**Stored items:**
:::

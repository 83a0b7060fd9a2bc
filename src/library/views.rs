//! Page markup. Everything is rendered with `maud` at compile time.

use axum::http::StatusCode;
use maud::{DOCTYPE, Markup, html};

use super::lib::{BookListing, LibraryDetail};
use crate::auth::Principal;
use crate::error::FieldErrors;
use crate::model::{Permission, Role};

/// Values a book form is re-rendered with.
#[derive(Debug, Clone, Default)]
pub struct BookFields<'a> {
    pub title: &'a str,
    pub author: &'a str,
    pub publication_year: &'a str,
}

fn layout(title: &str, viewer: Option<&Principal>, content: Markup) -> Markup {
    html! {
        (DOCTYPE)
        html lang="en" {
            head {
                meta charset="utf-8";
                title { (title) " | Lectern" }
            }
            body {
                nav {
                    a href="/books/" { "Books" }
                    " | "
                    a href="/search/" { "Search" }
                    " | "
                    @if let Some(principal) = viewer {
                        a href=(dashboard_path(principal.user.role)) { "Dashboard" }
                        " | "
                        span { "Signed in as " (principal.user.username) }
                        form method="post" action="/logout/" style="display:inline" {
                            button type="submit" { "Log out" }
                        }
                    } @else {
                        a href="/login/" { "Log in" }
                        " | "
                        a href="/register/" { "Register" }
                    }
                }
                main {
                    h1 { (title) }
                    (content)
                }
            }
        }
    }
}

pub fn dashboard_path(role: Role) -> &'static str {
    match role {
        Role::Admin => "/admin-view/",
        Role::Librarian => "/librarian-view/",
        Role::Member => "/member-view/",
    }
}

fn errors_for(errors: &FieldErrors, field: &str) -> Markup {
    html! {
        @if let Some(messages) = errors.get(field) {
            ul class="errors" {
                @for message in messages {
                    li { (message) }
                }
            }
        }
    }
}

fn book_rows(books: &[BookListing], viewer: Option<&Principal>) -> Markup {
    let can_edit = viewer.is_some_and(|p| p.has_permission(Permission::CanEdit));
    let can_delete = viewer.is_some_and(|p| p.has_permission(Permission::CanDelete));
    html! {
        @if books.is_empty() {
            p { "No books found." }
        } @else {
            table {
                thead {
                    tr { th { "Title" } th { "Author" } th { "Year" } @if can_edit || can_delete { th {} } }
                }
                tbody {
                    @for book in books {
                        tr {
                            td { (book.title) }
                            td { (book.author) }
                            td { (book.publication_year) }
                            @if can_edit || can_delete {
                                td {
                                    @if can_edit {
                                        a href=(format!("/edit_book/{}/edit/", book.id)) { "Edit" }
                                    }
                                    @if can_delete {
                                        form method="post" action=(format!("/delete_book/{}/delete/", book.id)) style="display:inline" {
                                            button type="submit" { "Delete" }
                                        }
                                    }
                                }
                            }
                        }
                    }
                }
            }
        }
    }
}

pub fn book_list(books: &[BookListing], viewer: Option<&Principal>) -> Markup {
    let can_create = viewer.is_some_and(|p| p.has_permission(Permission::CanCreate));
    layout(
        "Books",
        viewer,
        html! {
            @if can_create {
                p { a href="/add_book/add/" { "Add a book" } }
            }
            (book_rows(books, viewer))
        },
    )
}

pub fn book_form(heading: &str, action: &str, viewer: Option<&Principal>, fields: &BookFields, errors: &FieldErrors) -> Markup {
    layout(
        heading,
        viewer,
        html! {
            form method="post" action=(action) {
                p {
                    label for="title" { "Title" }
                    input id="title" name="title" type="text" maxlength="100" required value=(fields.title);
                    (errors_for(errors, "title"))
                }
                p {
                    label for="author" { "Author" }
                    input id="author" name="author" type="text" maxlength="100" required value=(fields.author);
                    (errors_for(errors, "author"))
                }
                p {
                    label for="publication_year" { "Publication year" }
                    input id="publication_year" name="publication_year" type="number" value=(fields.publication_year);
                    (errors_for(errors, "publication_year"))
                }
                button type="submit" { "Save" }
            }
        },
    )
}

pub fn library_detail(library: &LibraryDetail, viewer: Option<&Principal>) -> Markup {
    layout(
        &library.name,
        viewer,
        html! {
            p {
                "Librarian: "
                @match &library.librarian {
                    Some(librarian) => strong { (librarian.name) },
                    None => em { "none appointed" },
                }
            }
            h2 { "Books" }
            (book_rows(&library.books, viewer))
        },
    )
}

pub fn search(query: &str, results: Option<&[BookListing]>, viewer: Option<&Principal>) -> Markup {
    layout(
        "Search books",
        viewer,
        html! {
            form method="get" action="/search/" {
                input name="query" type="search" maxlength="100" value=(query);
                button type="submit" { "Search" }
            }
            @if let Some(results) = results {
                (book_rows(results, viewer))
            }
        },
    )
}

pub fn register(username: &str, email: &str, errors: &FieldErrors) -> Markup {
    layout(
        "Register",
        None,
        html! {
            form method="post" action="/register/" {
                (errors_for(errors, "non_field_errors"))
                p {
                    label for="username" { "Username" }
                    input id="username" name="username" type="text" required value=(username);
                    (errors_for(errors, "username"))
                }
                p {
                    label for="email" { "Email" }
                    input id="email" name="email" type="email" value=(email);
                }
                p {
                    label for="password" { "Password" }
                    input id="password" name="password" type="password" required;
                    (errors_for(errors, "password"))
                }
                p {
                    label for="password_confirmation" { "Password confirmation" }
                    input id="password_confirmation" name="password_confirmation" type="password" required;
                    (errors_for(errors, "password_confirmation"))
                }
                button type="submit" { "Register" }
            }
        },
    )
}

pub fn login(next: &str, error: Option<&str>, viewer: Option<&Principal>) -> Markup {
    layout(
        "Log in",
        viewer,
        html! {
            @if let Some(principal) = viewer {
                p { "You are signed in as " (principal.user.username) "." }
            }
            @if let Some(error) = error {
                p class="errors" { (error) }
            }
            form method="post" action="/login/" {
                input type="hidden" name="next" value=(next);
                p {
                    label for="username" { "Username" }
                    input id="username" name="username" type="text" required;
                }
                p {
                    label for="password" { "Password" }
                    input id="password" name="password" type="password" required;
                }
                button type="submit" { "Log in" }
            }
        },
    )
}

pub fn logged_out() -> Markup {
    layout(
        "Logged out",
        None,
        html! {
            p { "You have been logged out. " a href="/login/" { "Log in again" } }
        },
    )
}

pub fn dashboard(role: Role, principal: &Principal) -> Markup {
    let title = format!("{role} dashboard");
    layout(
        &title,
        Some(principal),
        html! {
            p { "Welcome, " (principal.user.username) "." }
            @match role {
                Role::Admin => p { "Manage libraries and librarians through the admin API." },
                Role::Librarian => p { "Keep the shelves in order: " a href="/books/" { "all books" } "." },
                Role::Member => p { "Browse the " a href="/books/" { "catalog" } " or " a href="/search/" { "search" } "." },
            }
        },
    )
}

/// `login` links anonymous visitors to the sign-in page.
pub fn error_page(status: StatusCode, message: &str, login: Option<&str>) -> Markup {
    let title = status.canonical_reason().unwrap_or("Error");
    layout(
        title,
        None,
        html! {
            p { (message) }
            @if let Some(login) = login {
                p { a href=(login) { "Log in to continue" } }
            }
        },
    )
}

:::

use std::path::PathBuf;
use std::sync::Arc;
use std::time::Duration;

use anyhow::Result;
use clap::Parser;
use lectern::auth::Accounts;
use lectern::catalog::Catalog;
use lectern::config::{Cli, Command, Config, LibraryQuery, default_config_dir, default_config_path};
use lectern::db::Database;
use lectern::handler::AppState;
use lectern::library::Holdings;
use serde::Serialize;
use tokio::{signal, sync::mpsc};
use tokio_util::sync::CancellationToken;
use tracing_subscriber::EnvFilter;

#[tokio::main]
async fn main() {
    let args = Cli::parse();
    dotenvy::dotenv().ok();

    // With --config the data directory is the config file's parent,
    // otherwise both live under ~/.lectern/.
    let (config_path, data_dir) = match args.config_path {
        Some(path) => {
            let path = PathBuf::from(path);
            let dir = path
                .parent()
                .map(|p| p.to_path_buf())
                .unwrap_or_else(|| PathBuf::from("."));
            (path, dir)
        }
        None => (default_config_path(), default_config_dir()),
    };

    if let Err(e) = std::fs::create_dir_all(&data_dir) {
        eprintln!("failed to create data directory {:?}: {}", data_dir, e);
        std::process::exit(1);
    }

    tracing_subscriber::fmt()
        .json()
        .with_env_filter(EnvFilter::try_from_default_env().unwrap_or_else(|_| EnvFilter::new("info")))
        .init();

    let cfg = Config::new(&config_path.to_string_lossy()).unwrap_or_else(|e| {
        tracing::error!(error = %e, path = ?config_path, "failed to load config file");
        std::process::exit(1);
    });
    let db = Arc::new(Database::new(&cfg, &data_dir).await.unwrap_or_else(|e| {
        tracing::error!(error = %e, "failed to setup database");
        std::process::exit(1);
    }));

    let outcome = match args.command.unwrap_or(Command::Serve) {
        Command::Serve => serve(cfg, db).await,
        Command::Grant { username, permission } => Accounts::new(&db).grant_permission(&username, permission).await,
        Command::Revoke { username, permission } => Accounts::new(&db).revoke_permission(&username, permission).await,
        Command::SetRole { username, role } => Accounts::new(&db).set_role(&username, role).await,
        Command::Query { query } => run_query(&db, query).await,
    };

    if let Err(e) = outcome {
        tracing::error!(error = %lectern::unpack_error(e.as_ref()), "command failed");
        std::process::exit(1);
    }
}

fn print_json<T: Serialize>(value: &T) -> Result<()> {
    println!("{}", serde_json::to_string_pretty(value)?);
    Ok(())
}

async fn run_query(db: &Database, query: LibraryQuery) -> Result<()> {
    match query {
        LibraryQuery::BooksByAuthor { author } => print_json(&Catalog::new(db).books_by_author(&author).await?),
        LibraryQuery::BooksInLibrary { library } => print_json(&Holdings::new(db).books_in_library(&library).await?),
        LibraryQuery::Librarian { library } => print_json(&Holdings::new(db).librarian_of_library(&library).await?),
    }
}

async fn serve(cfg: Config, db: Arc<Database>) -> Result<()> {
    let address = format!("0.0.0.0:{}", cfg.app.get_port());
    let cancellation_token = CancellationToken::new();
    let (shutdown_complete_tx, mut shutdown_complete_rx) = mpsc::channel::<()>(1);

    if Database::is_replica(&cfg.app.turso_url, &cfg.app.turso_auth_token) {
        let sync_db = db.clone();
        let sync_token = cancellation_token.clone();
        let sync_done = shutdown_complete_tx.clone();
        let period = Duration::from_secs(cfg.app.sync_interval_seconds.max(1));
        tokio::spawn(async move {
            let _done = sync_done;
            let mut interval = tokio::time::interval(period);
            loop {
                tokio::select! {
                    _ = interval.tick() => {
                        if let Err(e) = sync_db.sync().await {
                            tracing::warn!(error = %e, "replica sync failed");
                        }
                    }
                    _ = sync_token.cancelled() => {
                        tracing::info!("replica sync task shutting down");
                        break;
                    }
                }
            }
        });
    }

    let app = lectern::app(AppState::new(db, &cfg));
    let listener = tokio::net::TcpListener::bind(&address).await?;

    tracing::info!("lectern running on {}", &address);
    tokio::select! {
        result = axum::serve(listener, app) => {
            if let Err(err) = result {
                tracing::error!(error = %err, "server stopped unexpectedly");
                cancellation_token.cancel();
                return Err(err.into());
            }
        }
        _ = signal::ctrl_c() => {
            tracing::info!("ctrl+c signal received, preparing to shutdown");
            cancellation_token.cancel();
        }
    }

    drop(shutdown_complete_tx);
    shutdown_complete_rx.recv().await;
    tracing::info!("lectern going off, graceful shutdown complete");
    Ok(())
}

:::

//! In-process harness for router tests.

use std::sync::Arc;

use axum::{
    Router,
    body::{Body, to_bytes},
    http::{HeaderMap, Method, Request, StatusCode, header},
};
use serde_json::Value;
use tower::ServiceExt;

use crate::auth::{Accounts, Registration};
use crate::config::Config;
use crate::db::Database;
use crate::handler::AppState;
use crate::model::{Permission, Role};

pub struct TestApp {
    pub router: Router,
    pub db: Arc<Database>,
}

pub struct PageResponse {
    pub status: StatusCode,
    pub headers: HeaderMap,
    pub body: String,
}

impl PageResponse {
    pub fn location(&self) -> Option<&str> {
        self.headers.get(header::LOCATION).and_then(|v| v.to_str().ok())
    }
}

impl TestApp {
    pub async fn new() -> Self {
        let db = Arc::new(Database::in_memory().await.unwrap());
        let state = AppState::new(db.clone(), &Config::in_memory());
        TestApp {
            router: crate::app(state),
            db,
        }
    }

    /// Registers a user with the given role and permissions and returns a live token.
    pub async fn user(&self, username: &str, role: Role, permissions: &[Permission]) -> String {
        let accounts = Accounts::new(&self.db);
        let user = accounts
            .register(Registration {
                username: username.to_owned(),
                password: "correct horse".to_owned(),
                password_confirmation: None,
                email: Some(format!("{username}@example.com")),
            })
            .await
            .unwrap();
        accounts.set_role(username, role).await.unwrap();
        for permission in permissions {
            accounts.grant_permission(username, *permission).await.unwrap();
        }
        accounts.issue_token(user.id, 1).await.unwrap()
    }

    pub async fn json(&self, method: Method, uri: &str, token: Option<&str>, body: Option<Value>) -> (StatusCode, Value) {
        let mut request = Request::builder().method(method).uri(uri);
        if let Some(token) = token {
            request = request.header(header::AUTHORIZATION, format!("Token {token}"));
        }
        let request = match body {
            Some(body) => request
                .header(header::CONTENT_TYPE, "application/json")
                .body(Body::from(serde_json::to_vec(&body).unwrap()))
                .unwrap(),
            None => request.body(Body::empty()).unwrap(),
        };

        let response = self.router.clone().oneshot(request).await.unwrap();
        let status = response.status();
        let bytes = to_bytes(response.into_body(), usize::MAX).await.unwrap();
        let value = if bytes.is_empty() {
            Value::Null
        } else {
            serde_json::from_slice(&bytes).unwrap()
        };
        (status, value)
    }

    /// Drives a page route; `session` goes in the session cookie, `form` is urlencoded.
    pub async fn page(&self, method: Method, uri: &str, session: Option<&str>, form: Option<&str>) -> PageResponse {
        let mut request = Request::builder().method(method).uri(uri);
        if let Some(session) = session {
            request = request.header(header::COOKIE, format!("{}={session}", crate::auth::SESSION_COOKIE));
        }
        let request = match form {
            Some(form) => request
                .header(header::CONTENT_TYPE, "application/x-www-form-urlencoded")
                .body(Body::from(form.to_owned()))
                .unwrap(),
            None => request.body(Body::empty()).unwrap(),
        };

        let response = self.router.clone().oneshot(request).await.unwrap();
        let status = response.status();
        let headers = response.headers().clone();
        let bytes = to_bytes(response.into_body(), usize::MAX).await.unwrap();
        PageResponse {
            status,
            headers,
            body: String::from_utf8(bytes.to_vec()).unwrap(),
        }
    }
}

:::

**What to produce:** What do the lines above say from the one containing "repository 83a0b7060fd9a2bc" down to the one containing "use crate::error::FieldErrors;"? Return them exactly, both end lines included, and only them.

**Solved problem:**
repository 83a0b7060fd9a2bc
filename src/library/views.rs
//! Page markup. Everything is rendered with `maud` at compile time.

use axum::http::StatusCode;
use maud::{DOCTYPE, Markup, html};

use super::lib::{BookListing, LibraryDetail};
use crate::auth::Principal;
use crate::error::FieldErrors;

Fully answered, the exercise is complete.